What needs to be done
All lines in the data below carrying the string "requested" are to be located and copied.

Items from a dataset

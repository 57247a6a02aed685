//! Lifecycle controller
//!
//! Drives one worker pod from submission to deletion:
//!
//! 1. Read the media server's own pod
//! 2. Derive and submit the worker pod
//! 3. Wait for completion, racing the wait against cancellation
//! 4. Delete the worker pod, whatever the wait returned
//!
//! Failures before the pod exists abort the run. Once the pod exists it is
//! deleted exactly once, and only a failed deletion is reported as an error.

use anyhow::{Context, Result};
use kubeplex_client::PodApi;
use kubeplex_core::derive_worker_pod;
use std::sync::Arc;
use tracing::{error, info};

use super::waiter::CompletionWaiter;
use super::{RunOutcome, RunReport};
use crate::config::Config;
use crate::signals::Cancellation;

/// Runs a single transcode as a worker pod
pub struct LifecycleController {
    client: Arc<dyn PodApi>,
    config: Config,
}

impl LifecycleController {
    /// Creates a new controller
    pub fn new(client: Arc<dyn PodApi>, config: Config) -> Self {
        Self { client, config }
    }

    /// Runs the worker pod to completion
    ///
    /// # Arguments
    /// * `working_dir` - Working directory the worker should start in
    /// * `args` - Command for the worker, argument zero included
    /// * `cancellation` - Fires when the transcode should stop early
    ///
    /// # Returns
    /// The outcome of the wait. `Err` means either nothing was submitted or
    /// the submitted pod could not be deleted.
    pub async fn run(
        &self,
        working_dir: &str,
        args: &[String],
        cancellation: Cancellation,
    ) -> Result<RunReport> {
        let namespace = &self.config.namespace;

        let reference = match self.client.get_pod(namespace, &self.config.pod_name).await {
            Ok(pod) => pod,
            Err(e) if e.is_not_found() => anyhow::bail!(
                "Error getting current pod: {} does not exist in namespace {} (check KUBE_POD_NAME and KUBE_NAMESPACE)",
                self.config.pod_name,
                namespace
            ),
            Err(e) => {
                return Err(e).with_context(|| {
                    format!("Error getting current pod {}", self.config.pod_name)
                });
            }
        };

        let pod = derive_worker_pod(&reference, working_dir, args)
            .context("Error building worker pod")?;

        if cancellation.is_cancelled() {
            info!("Exit requested before the worker pod was created");
            return Ok(RunReport {
                pod_name: None,
                outcome: RunOutcome::Cancelled,
            });
        }

        let created = self
            .client
            .create_pod(namespace, &pod)
            .await
            .context("Error creating pod")?;

        // Without a name the pod cannot be deleted, so this counts as a
        // failed submission.
        let pod_name = created
            .name()
            .map(str::to_string)
            .context("API server returned the created pod without a name")?;

        info!("Created pod: {}", pod_name);

        let outcome = self.wait_for_completion(&pod_name, cancellation).await;
        self.log_outcome(&pod_name, &outcome);

        info!("Cleaning up pod...");
        self.client
            .delete_pod(namespace, &pod_name)
            .await
            .with_context(|| format!("Error cleaning up pod {}", pod_name))?;
        info!("Deleted pod: {}", pod_name);

        Ok(RunReport {
            pod_name: Some(pod_name),
            outcome,
        })
    }

    /// Races the completion waiter against cancellation
    ///
    /// The waiter runs as its own task; if cancellation wins, the task is
    /// aborted and joined before returning.
    async fn wait_for_completion(&self, pod_name: &str, cancellation: Cancellation) -> RunOutcome {
        let waiter = CompletionWaiter::new(
            Arc::clone(&self.client),
            self.config.namespace.clone(),
            pod_name.to_string(),
            self.config.poll_interval,
        );
        let mut handle = tokio::spawn(waiter.wait(cancellation.clone()));

        tokio::select! {
            joined = &mut handle => joined.unwrap_or_else(|e| RunOutcome::PollError {
                message: format!("completion waiter stopped: {}", e),
            }),
            _ = cancellation.cancelled() => {
                handle.abort();
                let _ = handle.await;
                RunOutcome::Cancelled
            }
        }
    }

    fn log_outcome(&self, pod_name: &str, outcome: &RunOutcome) {
        match outcome {
            RunOutcome::Succeeded => info!("Pod {} completed successfully", pod_name),
            RunOutcome::Failed { reason } => {
                error!("Error waiting for pod to complete: {}", reason)
            }
            RunOutcome::PollError { message } => {
                error!("Error waiting for pod to complete: {}", message)
            }
            RunOutcome::Cancelled => info!("Exit requested."),
        }
    }
}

Exercise response
            info!("Exit requested before the worker pod was created");
            RunOutcome::Cancelled => info!("Exit requested."),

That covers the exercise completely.